▶ [Instructions to follow]
Filter the records, keeping every line that has the string "PendriveSize".

Segment Start: Given records

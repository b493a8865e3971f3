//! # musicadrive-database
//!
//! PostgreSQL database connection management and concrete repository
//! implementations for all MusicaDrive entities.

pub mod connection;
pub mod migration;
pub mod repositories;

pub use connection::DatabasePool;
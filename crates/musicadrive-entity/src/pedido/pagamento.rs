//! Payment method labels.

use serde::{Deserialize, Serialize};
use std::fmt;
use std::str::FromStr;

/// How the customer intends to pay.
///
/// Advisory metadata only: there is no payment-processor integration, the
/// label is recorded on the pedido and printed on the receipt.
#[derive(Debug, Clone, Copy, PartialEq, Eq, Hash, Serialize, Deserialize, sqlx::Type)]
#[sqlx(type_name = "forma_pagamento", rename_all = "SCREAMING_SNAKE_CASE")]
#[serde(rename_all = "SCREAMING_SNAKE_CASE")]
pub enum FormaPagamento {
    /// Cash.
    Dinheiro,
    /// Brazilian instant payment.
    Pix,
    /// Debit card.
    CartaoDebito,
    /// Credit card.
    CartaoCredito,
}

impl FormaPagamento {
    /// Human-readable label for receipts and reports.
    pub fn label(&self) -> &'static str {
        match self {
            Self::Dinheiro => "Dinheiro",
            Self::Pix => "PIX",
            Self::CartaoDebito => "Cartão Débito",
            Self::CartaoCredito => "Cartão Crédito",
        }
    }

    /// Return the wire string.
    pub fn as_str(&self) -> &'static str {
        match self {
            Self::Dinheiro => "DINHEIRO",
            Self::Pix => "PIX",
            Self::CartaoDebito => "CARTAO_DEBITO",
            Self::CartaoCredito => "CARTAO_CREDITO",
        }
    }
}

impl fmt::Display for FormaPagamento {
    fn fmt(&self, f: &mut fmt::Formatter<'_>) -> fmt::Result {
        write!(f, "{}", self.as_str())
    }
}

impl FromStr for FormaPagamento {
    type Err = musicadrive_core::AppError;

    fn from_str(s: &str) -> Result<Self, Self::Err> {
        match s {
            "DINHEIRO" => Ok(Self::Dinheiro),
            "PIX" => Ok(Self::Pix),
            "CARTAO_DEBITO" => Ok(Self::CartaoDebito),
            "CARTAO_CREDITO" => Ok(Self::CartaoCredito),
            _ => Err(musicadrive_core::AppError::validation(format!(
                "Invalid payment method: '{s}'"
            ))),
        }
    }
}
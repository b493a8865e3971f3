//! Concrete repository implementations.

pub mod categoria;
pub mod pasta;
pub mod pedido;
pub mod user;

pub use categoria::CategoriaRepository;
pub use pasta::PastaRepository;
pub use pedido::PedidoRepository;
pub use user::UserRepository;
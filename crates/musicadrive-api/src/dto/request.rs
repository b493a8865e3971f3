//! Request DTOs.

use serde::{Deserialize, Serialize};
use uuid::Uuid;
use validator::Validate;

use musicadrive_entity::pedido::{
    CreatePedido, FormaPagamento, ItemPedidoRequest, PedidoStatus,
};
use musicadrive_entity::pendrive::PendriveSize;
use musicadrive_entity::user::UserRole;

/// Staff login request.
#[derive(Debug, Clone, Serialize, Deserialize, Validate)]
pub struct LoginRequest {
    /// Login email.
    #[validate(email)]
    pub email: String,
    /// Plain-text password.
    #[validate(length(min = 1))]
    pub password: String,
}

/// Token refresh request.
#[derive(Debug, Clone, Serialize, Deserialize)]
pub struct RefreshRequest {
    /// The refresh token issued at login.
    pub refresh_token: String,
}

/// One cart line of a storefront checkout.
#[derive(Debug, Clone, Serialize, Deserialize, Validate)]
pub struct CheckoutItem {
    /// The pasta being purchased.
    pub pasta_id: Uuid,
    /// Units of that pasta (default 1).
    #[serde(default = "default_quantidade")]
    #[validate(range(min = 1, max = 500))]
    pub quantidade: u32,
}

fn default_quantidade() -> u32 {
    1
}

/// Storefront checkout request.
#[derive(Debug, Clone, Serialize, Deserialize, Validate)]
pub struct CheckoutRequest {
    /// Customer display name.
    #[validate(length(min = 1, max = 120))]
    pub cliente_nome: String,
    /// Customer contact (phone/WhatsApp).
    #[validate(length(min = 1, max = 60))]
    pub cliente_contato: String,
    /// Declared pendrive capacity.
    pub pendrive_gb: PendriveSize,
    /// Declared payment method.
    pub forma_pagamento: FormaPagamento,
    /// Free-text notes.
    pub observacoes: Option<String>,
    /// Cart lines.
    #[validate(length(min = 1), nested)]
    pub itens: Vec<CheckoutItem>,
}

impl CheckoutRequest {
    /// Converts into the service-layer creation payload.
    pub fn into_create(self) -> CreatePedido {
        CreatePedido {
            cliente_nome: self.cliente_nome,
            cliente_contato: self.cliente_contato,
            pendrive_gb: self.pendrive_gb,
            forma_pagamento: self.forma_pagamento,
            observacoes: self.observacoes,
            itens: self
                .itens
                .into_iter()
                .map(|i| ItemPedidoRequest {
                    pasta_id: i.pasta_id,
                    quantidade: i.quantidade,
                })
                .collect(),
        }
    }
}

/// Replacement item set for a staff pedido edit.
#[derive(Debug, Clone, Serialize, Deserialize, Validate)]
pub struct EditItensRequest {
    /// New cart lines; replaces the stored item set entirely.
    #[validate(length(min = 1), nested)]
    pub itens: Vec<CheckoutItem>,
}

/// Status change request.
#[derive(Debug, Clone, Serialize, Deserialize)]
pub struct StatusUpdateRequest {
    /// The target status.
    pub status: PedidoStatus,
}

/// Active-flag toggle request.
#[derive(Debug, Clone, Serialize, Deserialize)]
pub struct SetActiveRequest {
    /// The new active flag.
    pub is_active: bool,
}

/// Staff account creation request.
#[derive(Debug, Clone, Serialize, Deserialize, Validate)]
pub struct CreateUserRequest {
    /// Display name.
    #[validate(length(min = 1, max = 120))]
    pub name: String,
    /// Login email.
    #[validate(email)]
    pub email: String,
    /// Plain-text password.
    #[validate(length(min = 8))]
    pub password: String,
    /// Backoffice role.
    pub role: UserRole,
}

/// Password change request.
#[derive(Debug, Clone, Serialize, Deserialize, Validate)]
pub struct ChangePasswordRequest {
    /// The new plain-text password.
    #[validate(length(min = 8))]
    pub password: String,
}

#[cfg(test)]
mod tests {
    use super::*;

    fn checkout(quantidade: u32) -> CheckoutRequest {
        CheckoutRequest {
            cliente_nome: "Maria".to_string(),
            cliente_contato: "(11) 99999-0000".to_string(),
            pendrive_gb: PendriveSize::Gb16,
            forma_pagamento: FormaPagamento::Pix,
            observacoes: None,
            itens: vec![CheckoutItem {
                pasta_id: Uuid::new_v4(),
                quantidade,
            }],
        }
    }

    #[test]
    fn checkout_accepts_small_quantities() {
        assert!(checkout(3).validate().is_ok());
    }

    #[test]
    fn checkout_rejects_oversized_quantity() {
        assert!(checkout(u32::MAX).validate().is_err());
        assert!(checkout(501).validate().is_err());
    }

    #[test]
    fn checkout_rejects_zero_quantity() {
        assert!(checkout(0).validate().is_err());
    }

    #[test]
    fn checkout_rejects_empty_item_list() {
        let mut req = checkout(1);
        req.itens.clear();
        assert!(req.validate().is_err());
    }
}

Segment End: Given records

▶ [Result of the exercise]
use musicadrive_entity::pendrive::PendriveSize;
    pub pendrive_gb: PendriveSize,
            pendrive_gb: PendriveSize::Gb16,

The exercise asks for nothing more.